Il DNA virale può rimanere dormiente anche per molto tempo (inattivo) nel nucleo o essere trascritto in
mRNA e tradotto dalla cellula ospite nella poliproteina Gag-Pol (GA=GRUPPO ANTIGENICO). Questa
proteina deve essere scissa perché possa essere attivata e possa esplicarsi tutta la funzione dannosa del
virus. Viene quindi scissa in singole proteine funzionali contenute nella sequenza poliproteica (incluso un
HIV-1 PR appena sintetizzato) del maturo HIV-1 PR.
Il precursore dell'HIV-1 PR catalizza la propria produzione facilitando la sua scissione dalla poliproteina
Gag-Pol in un meccanismo noto come autoelaborazione o autoprocessamento.
L'autoelaborazione dell'HIV-1 PR è caratterizzata da due fasi sequenziali:
La scissione intramolecolare a livello dell'N-terminale nel sito di scissione della p6pol-proteasi, che serve a
finalizzare l'elaborazione della proteasi e aumentare l'attività enzimatica, inoltre porta alla formazione di un
nuovo intermedio di trascrittasi inversa formato dalla proteasi.
La scissione intermolecolare del C-terminale nel sito di scissione della proteasi-trascrittasi inversa, che porta
all'assemblaggio di due subunità della proteasi che porta alla formazione di un dimero maturo.

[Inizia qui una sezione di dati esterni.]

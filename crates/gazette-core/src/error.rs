//! Error types for gazette operations.

use thiserror::Error;

/// Result type alias for gazette operations.
pub type GazetteResult<T> = Result<T, GazetteError>;

/// Main error type for all gazette operations.
///
/// Errors in this component are file-level: a document that cannot be read
/// or parsed produces one of these, the caller logs it, and the batch
/// continues. Nothing here aborts an integration run.
#[derive(Error, Debug)]
pub enum GazetteError {
    /// IO error.
    #[error("IO error: {0}")]
    Io(#[from] std::io::Error),

    /// JSON serialization error.
    #[error("Serialization error: {0}")]
    Serialization(#[from] serde_json::Error),

    /// CSV export error.
    #[error("CSV error: {0}")]
    Csv(#[from] csv::Error),

    /// A document file could not be parsed into integration records.
    #[error("Parse error in {path}: {message}")]
    Parse { path: String, message: String },
}

impl GazetteError {
    /// Create a parse error for a specific input file.
    pub fn parse(path: impl Into<String>, message: impl Into<String>) -> Self {
        Self::Parse {
            path: path.into(),
            message: message.into(),
        }
    }
}
//! The process-wide entity/relation store.
//!
//! One owned, append/merge-only accumulator for a whole integration run.
//! Entities and relations keep their insertion order; similarity and dedup
//! lookups are linear scans in that order, first match wins, so match
//! outcomes depend on the order documents are fed in. Callers serialize
//! `integrate_document` calls and pick a deterministic document order.

use std::collections::HashMap;

use gazette_core::{GlobalEntity, GlobalRelation, IntegratorConfig};

use crate::relations::signature_of;
use crate::similarity::{entities_similar, EntityView};

/// In-memory accumulator for global entities, relations, and the
/// local→global id mapping.
#[derive(Debug, Default)]
pub struct GraphStore {
    entities: Vec<GlobalEntity>,
    entity_index: HashMap<String, usize>,
    relations: Vec<GlobalRelation>,
    /// (document_id, local_id) → global_id.
    id_map: HashMap<(String, String), String>,
}

impl GraphStore {
    pub fn new() -> Self {
        Self::default()
    }

    /// Linear scan over global entities in insertion order; the first one
    /// the similarity predicate accepts wins.
    pub fn find_similar(&self, candidate: &EntityView, config: &IntegratorConfig) -> Option<&str> {
        self.entities
            .iter()
            .find(|entity| entities_similar(&EntityView::global(entity), candidate, config))
            .map(|entity| entity.id.as_str())
    }

    pub fn contains_entity(&self, global_id: &str) -> bool {
        self.entity_index.contains_key(global_id)
    }

    pub fn entity_mut(&mut self, global_id: &str) -> Option<&mut GlobalEntity> {
        let index = *self.entity_index.get(global_id)?;
        self.entities.get_mut(index)
    }

    /// Append a new entity. The id must not already be present.
    pub fn push_entity(&mut self, entity: GlobalEntity) {
        debug_assert!(!self.entity_index.contains_key(&entity.id));
        self.entity_index.insert(entity.id.clone(), self.entities.len());
        self.entities.push(entity);
    }

    /// Record the local→global mapping for one document-scoped entity id.
    pub fn map_local(&mut self, document_id: &str, local_id: &str, global_id: String) {
        self.id_map
            .insert((document_id.to_string(), local_id.to_string()), global_id);
    }

    /// Resolve a document-scoped id to its global id, if that entity was
    /// integrated.
    pub fn resolve(&self, document_id: &str, local_id: &str) -> Option<&str> {
        self.id_map
            .get(&(document_id.to_string(), local_id.to_string()))
            .map(String::as_str)
    }

    /// Linear scan for a stored relation with the same dedup signature.
    pub fn find_relation_mut(&mut self, signature: &str) -> Option<&mut GlobalRelation> {
        self.relations
            .iter_mut()
            .find(|relation| signature_of(relation) == signature)
    }

    pub fn push_relation(&mut self, relation: GlobalRelation) {
        self.relations.push(relation);
    }

    /// Global entities in creation order.
    pub fn entities(&self) -> &[GlobalEntity] {
        &self.entities
    }

    /// Global relations in creation order.
    pub fn relations(&self) -> &[GlobalRelation] {
        &self.relations
    }

    pub fn into_parts(self) -> (Vec<GlobalEntity>, Vec<GlobalRelation>) {
        (self.entities, self.relations)
    }
}
//! Attribute merging under the completeness/precision-priority policy.
//!
//! All merges are in-place and monotone: a populated field is never cleared,
//! only filled in or replaced by a strictly more complete or more precise
//! value.

use gazette_core::{GlobalEntity, LocalEntity, LocationAttributes, TimeAttributes};

/// Merge a new mention's geographic attributes into a global entity's bag.
///
/// Completeness first: every field missing in the target is copied from the
/// incoming bag. Then refinement: a strictly longer `display_name` replaces
/// the stored one, and coordinates with strictly more decimal precision
/// replace latitude, longitude, and all four bounding-box fields as one
/// atomic group.
pub fn merge_location(target: &mut LocationAttributes, incoming: &LocationAttributes) {
    // Completeness: fill in whatever the target is missing.
    fill_f64(&mut target.latitude, &incoming.latitude);
    fill_f64(&mut target.longitude, &incoming.longitude);
    fill_string(&mut target.display_name, &incoming.display_name);
    fill_string(&mut target.location_type, &incoming.location_type);
    fill_f64(&mut target.importance, &incoming.importance);
    if target.osm_id.is_none() {
        target.osm_id = incoming.osm_id;
    }
    fill_f64(&mut target.bbox_south, &incoming.bbox_south);
    fill_f64(&mut target.bbox_north, &incoming.bbox_north);
    fill_f64(&mut target.bbox_west, &incoming.bbox_west);
    fill_f64(&mut target.bbox_east, &incoming.bbox_east);

    // A longer display name is assumed to be the more qualified one.
    if let (Some(current), Some(new)) = (&target.display_name, &incoming.display_name) {
        if new.len() > current.len() {
            target.display_name = Some(new.clone());
        }
    }

    // Higher-precision coordinates replace the whole geometry group, so the
    // bounding box never disagrees with the point it belongs to.
    if let (Some(cur_lat), Some(cur_lon), Some(new_lat), Some(new_lon)) = (
        target.latitude,
        target.longitude,
        incoming.latitude,
        incoming.longitude,
    ) {
        let more_precise = decimal_digits(new_lat) > decimal_digits(cur_lat)
            || decimal_digits(new_lon) > decimal_digits(cur_lon);
        if more_precise {
            target.latitude = Some(new_lat);
            target.longitude = Some(new_lon);
            replace_if_present(&mut target.bbox_south, &incoming.bbox_south);
            replace_if_present(&mut target.bbox_north, &incoming.bbox_north);
            replace_if_present(&mut target.bbox_west, &incoming.bbox_west);
            replace_if_present(&mut target.bbox_east, &incoming.bbox_east);
        }
    }
}

/// Merge a new mention's temporal attributes into a global entity's bag.
///
/// Completeness first (the `type` field is exempt: it is only ever set by
/// the precision upgrade below). Then refinement: a strictly higher
/// precision rank replaces the full set {precision, type, start_date,
/// end_date, date_reliability} as one atomic group.
pub fn merge_time(target: &mut TimeAttributes, incoming: &TimeAttributes) {
    let current_precision = target.precision;

    if target.precision.is_none() {
        target.precision = incoming.precision;
    }
    fill_string(&mut target.start_date, &incoming.start_date);
    fill_string(&mut target.end_date, &incoming.end_date);
    fill_f64(&mut target.date_reliability, &incoming.date_reliability);

    // The upgrade compares against the precision stored before the
    // completeness pass, so a just-filled precision does not count as an
    // equal-rank block against itself.
    if let (Some(current), Some(new)) = (current_precision, incoming.precision) {
        if new.rank() > current.rank() {
            target.precision = Some(new);
            if incoming.kind.is_some() {
                target.kind = incoming.kind;
            }
            replace_if_present_string(&mut target.start_date, &incoming.start_date);
            replace_if_present_string(&mut target.end_date, &incoming.end_date);
            replace_if_present(&mut target.date_reliability, &incoming.date_reliability);
        }
    }
}

/// Update a global entity's top-level fields from a new mention, when the
/// mention's confidence strictly exceeds the stored one.
pub fn merge_entity_core(global: &mut GlobalEntity, incoming: &LocalEntity) {
    if incoming.confidence > global.confidence {
        global.text = incoming.text.clone();
        global.confidence = incoming.confidence;
        if incoming.normalized.is_some() {
            global.normalized = incoming.normalized.clone();
        }
    }
}

/// Number of digits after the decimal point in the shortest decimal
/// representation of `value`. Integral values count as zero.
fn decimal_digits(value: f64) -> usize {
    let repr = format!("{}", value);
    match repr.split_once('.') {
        Some((_, frac)) => frac.len(),
        None => 0,
    }
}

fn fill_f64(target: &mut Option<f64>, incoming: &Option<f64>) {
    if target.is_none() {
        *target = *incoming;
    }
}

/// Missing-or-empty strings count as absent for the completeness rule.
fn fill_string(target: &mut Option<String>, incoming: &Option<String>) {
    let missing = target.as_deref().map_or(true, str::is_empty);
    if missing && incoming.is_some() {
        *target = incoming.clone();
    }
}

fn replace_if_present(target: &mut Option<f64>, incoming: &Option<f64>) {
    if incoming.is_some() {
        *target = *incoming;
    }
}

fn replace_if_present_string(target: &mut Option<String>, incoming: &Option<String>) {
    if incoming.is_some() {
        *target = incoming.clone();
    }
}
//! The integration orchestrator.
//!
//! Drives identity assignment, similarity matching, attribute merging, and
//! relation resolution over an ordered batch of per-document records,
//! accumulating everything in one owned `GraphStore`.

use std::collections::HashMap;
use std::path::Path;

use serde::{Deserialize, Serialize};
use tracing::{debug, info};

use gazette_core::{
    DocumentRecord, EntityType, GazetteResult, GlobalEntity, GlobalRelation, IntegratorConfig,
    LocalEntity, LocationAttributes, TimeAttributes,
};

use crate::export;
use crate::identity::global_entity_id;
use crate::merge::{merge_entity_core, merge_location, merge_time};
use crate::relations::{integrate_relation, RelationOutcome};
use crate::similarity::EntityView;
use crate::store::GraphStore;
use crate::validate::ValidationReport;

/// Per-document integration counters.
#[derive(Debug, Clone, Copy, Default, Serialize, Deserialize)]
pub struct DocumentStats {
    /// Entities merged into an existing global entity.
    pub entities_matched: usize,
    /// Entities that created a new global entity.
    pub entities_created: usize,
    pub relations_added: usize,
    pub relations_merged: usize,
    pub relations_dropped: usize,
}

/// The finalized merged graph, in creation order. Serialize-only, like the
/// entity and relation records it holds.
#[derive(Debug, Clone, Serialize)]
pub struct KnowledgeGraph {
    pub entities: Vec<GlobalEntity>,
    pub relations: Vec<GlobalRelation>,
}

/// Integrates per-document extractions into one deduplicated graph.
///
/// Documents must be fed in a deterministic, caller-chosen order; matching
/// is first-match-wins over the store in insertion order, so input order
/// shapes the output graph.
#[derive(Debug, Default)]
pub struct Integrator {
    store: GraphStore,
    config: IntegratorConfig,
}

impl Integrator {
    pub fn new(config: IntegratorConfig) -> Self {
        Self {
            store: GraphStore::new(),
            config,
        }
    }

    /// Integrate one document's entities and relations into the store.
    pub fn integrate_document(
        &mut self,
        document_id: &str,
        record: &DocumentRecord,
    ) -> DocumentStats {
        debug!(
            document_id,
            entities = record.entities.len(),
            relations = record.relations.len(),
            locations = record.locations.len(),
            timeperiods = record.timeperiods.len(),
            "integrating document"
        );

        // Index the side tables by local entity id.
        let location_map: HashMap<&str, &LocationAttributes> = record
            .locations
            .iter()
            .map(|row| (row.entity_id.as_str(), &row.attributes))
            .collect();
        let time_map: HashMap<&str, &TimeAttributes> = record
            .timeperiods
            .iter()
            .map(|row| (row.entity_id.as_str(), &row.attributes))
            .collect();

        let mut stats = DocumentStats::default();

        for entity in &record.entities {
            let location = (entity.entity_type == EntityType::Location)
                .then(|| location_map.get(entity.id.as_str()).copied())
                .flatten();
            let time = (entity.entity_type == EntityType::Time)
                .then(|| time_map.get(entity.id.as_str()).copied())
                .flatten();

            let candidate = EntityView::local(entity, location, time);
            let matched = self
                .store
                .find_similar(&candidate, &self.config)
                .map(str::to_string);

            let global_id = match matched {
                Some(global_id) => {
                    self.merge_into(&global_id, document_id, entity, location, time);
                    stats.entities_matched += 1;
                    global_id
                }
                None => {
                    let global_id =
                        global_entity_id(entity.entity_type, entity.best_text(), location, time);
                    if self.store.contains_entity(&global_id) {
                        // Identical signature: the hash collision is the
                        // intended merge trigger.
                        self.merge_into(&global_id, document_id, entity, location, time);
                        stats.entities_matched += 1;
                    } else {
                        self.store.push_entity(GlobalEntity {
                            id: global_id.clone(),
                            entity_type: entity.entity_type,
                            text: entity.text.clone(),
                            normalized: entity.normalized.clone(),
                            confidence: entity.confidence,
                            sources: vec![document_id.to_string()],
                            location: location.cloned(),
                            time: time.cloned(),
                        });
                        stats.entities_created += 1;
                    }
                    global_id
                }
            };
            self.store.map_local(document_id, &entity.id, global_id);
        }

        for relation in &record.relations {
            match integrate_relation(&mut self.store, document_id, relation) {
                RelationOutcome::Added => stats.relations_added += 1,
                RelationOutcome::Merged => stats.relations_merged += 1,
                RelationOutcome::Dropped => stats.relations_dropped += 1,
            }
        }

        info!(
            document_id,
            entities_matched = stats.entities_matched,
            entities_created = stats.entities_created,
            relations_added = stats.relations_added,
            relations_merged = stats.relations_merged,
            relations_dropped = stats.relations_dropped,
            "document integrated"
        );
        stats
    }

    fn merge_into(
        &mut self,
        global_id: &str,
        document_id: &str,
        entity: &LocalEntity,
        location: Option<&LocationAttributes>,
        time: Option<&TimeAttributes>,
    ) {
        let global = self
            .store
            .entity_mut(global_id)
            .expect("matched id must be in the store");

        global.add_source(document_id);
        merge_entity_core(global, entity);

        if let Some(attrs) = location {
            merge_location(global.location.get_or_insert_with(Default::default), attrs);
        }
        if let Some(attrs) = time {
            merge_time(global.time.get_or_insert_with(Default::default), attrs);
        }
    }

    /// Compute aggregate data-quality statistics without mutating state.
    pub fn validate(&self) -> ValidationReport {
        ValidationReport::compute(&self.store)
    }

    /// Write the merged graph as a pretty-printed JSON file.
    pub fn write_json(&self, path: impl AsRef<Path>) -> GazetteResult<()> {
        export::write_graph_json(&self.store, path)
    }

    /// Write the four Neo4j bulk-import CSV files into a directory.
    pub fn write_neo4j_csv(&self, dir: impl AsRef<Path>) -> GazetteResult<()> {
        export::write_neo4j_csv(&self.store, dir)
    }

    /// Direct access to the accumulated store.
    pub fn store(&self) -> &GraphStore {
        &self.store
    }

    /// Consume the integrator and hand back the merged graph. No further
    /// integration is possible afterwards.
    pub fn finalize(self) -> KnowledgeGraph {
        let (entities, relations) = self.store.into_parts();
        KnowledgeGraph {
            entities,
            relations,
        }
    }
}

#[cfg(test)]
mod tests {
    use super::*;
    use gazette_core::TimePrecision;

    fn record(json: &str) -> DocumentRecord {
        serde_json::from_str(json).unwrap()
    }

    #[test]
    fn test_same_entity_across_documents_merges() {
        let mut integrator = Integrator::new(IntegratorConfig::default());

        let doc = record(
            r#"{"entities":[{"id":"E1","type":"PERSON","text":"French troops","confidence":0.8}]}"#,
        );
        let stats1 = integrator.integrate_document("doc1", &doc);
        let stats2 = integrator.integrate_document("doc2", &doc);

        assert_eq!(stats1.entities_created, 1);
        assert_eq!(stats2.entities_matched, 1);

        let graph = integrator.finalize();
        assert_eq!(graph.entities.len(), 1);
        assert_eq!(graph.entities[0].sources, vec!["doc1", "doc2"]);
    }

    #[test]
    fn test_relation_dedup_across_documents() {
        let mut integrator = Integrator::new(IntegratorConfig::default());

        let doc1 = record(
            r#"{"entities":[{"id":"E1","type":"PERSON","text":"French troops","confidence":0.8},
                            {"id":"E2","type":"LOCATION","text":"Vienna","confidence":0.9}],
                "relations":[{"subject":"E1","predicate":"capitulation","object":"E2","confidence":0.6}]}"#,
        );
        let doc2 = record(
            r#"{"entities":[{"id":"X9","type":"PERSON","text":"French troops","confidence":0.7},
                            {"id":"X7","type":"LOCATION","text":"Vienna","confidence":0.9}],
                "relations":[{"subject":"X9","predicate":"capitulation","object":"X7","confidence":0.9}]}"#,
        );

        let stats1 = integrator.integrate_document("doc1", &doc1);
        let stats2 = integrator.integrate_document("doc2", &doc2);
        assert_eq!(stats1.relations_added, 1);
        assert_eq!(stats2.relations_merged, 1);

        let graph = integrator.finalize();
        assert_eq!(graph.relations.len(), 1);
        let relation = &graph.relations[0];
        assert_eq!(relation.sources, vec!["doc1", "doc2"]);
        assert_eq!(relation.confidence, 0.9);
        assert!(relation.id.starts_with('R'));
    }

    #[test]
    fn test_dangling_relation_is_dropped() {
        let mut integrator = Integrator::new(IntegratorConfig::default());
        let doc = record(
            r#"{"entities":[{"id":"E1","type":"PERSON","text":"Napoleon","confidence":0.9}],
                "relations":[{"subject":"E1","predicate":"entered","object":"E99","confidence":0.5}]}"#,
        );
        let stats = integrator.integrate_document("doc1", &doc);
        assert_eq!(stats.relations_dropped, 1);
        assert!(integrator.finalize().relations.is_empty());
    }

    #[test]
    fn test_unresolved_context_is_omitted_not_fatal() {
        let mut integrator = Integrator::new(IntegratorConfig::default());
        let doc = record(
            r#"{"entities":[{"id":"E1","type":"PERSON","text":"Napoleon","confidence":0.9},
                            {"id":"E2","type":"LOCATION","text":"Vienna","confidence":0.9}],
                "relations":[{"subject":"E1","predicate":"entered","object":"E2",
                              "confidence":0.5,"context_time":"E42"}]}"#,
        );
        let stats = integrator.integrate_document("doc1", &doc);
        assert_eq!(stats.relations_added, 1);

        let graph = integrator.finalize();
        assert!(graph.relations[0].context_time.is_none());
    }

    #[test]
    fn test_duplicate_mentions_within_one_document_merge() {
        let mut integrator = Integrator::new(IntegratorConfig::default());
        let doc = record(
            r#"{"entities":[
                {"id":"E1","type":"CONCEPT","text":"liberty","normalized":"freedom of the press","confidence":0.5},
                {"id":"E2","type":"CONCEPT","text":"press freedoms","normalized":"Freedom of the Press","confidence":0.9}]}"#,
        );
        let stats = integrator.integrate_document("doc1", &doc);

        assert_eq!(stats.entities_created, 1);
        assert_eq!(stats.entities_matched, 1);
        let graph = integrator.finalize();
        assert_eq!(graph.entities.len(), 1);
        assert_eq!(graph.entities[0].confidence, 0.9);
    }

    #[test]
    fn test_time_entities_merge_on_date_and_upgrade_precision() {
        let mut integrator = Integrator::new(IntegratorConfig::default());
        let doc1 = record(
            r#"{"entities":[{"id":"T1","type":"TIME","text":"in 1915","confidence":0.7}],
                "timeperiods":[{"entity_id":"T1","precision":"YEAR","type":"PERIOD",
                                "start_date":"1915-04-04","date_reliability":0.4}]}"#,
        );
        let doc2 = record(
            r#"{"entities":[{"id":"T1","type":"TIME","text":"4 April 1915","confidence":0.9}],
                "timeperiods":[{"entity_id":"T1","precision":"DAY","type":"POINT",
                                "start_date":"1915-04-04","end_date":"1915-04-04",
                                "date_reliability":0.9}]}"#,
        );

        integrator.integrate_document("doc1", &doc1);
        integrator.integrate_document("doc2", &doc2);

        let graph = integrator.finalize();
        assert_eq!(graph.entities.len(), 1);
        let time = graph.entities[0].time.as_ref().unwrap();
        assert_eq!(time.precision, Some(TimePrecision::Day));
        assert_eq!(time.date_reliability, Some(0.9));
    }

    #[test]
    fn test_matched_entity_without_bag_gains_one() {
        let mut integrator = Integrator::new(IntegratorConfig::default());
        // First mention of Vienna failed geocoding; second brings coordinates.
        let doc1 = record(
            r#"{"entities":[{"id":"E1","type":"LOCATION","text":"Vienna","confidence":0.8}]}"#,
        );
        let doc2 = record(
            r#"{"entities":[{"id":"E1","type":"LOCATION","text":"Vienna","confidence":0.7}],
                "locations":[{"entity_id":"E1","latitude":48.2082,"longitude":16.3738}]}"#,
        );

        integrator.integrate_document("doc1", &doc1);
        integrator.integrate_document("doc2", &doc2);

        let graph = integrator.finalize();
        assert_eq!(graph.entities.len(), 1);
        let location = graph.entities[0].location.as_ref().unwrap();
        assert_eq!(location.latitude, Some(48.2082));
    }
}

La dimerizzazione delle due
subunità consente la
formazione di un sito attivo
combinato completamente
funzionale, caratterizzato da
due residui catalitici Asp25
(uno da ciascun monomero).
Tuttavia, un inibitore da utilizzare come farmaco deve essere in grado di bloccare le funzionalità della
proteasi virale da HIV, senza danneggiare le proteasi essenziali presenti nell’organismo umano, devono
quindi essere selettivi per la proteasi virale e non intaccare le altre proteasi. Questo, però, non è sempre
semplice.
Lo studio, quindi, di questi processi catalitici enzimatici e delle caratteristiche strutturali che vi presiedono,
consentono di sviluppare, nel caso in cui determinati enzimi siano particolarmente rilevanti in particolari
malattie, un approccio importante allo sviluppo dei farmaci e quindi di molecole in grado di alterare il
funzionamento di questi enzimi. Il meccanismo inibotorio, ovviamente, prevede che l’inibitore entri nel sito
attivo e resti lì, bloccato, nel caso di inibitore competitivo, oppure si può avere anche un inibitore non
competitivo che può alterare la conformazione
del sito attivo.
In questa immagine sono riportati una serie di
meccanismi delle proteasi.
Quella della serin proteasi, in cui la serina,
attraverso l’azione dell’istidina, diventa nucleofilo
e attacca il sito attivo.
È riportato poi il funzionamento basico iniziale
delle cisteine proteasi. L’istidina attiva la funzione
nucleofila di un gruppo SH di una cisteina e in
questo caso S- porta l’attacco nucleofilo al
peptide.
Poi vediamo il funzionamento dell’aspartato
proteasi, di cui abbiamo ampiamente discusso.
Infine abbiamo lo schema di funzionamento delle
metalloproteasi. Esse hanno un catione positivo,
di solito Zn 2+ complessato con residui di istidina o altri residui amminoacidici. Lo zinco complessa il c
acilico del peptide per un’interazione elettrostatica, complessa anche una mol d’acqua è molto
importante la collocazione di questo complesso nel sito attivo. Abbiamo infatti il C acilico di cui viene
accentuata l’elettrofilictà grazie all’effetto del catione zinco, questo è ben fissato nel sito attivo, quindi
anche l’intero complesso lo sarà. Questo vale anche per la mol d’acqua da cui viene poi rimosso un protone
dal gruppo basico dell’acido glutammico e allora l’ossigeno nucleofilo attacca il carbonile, si forma
l’intermedio tetraedrico e da qui si va avanti con un processo analogo visto per le aspartato proteasi.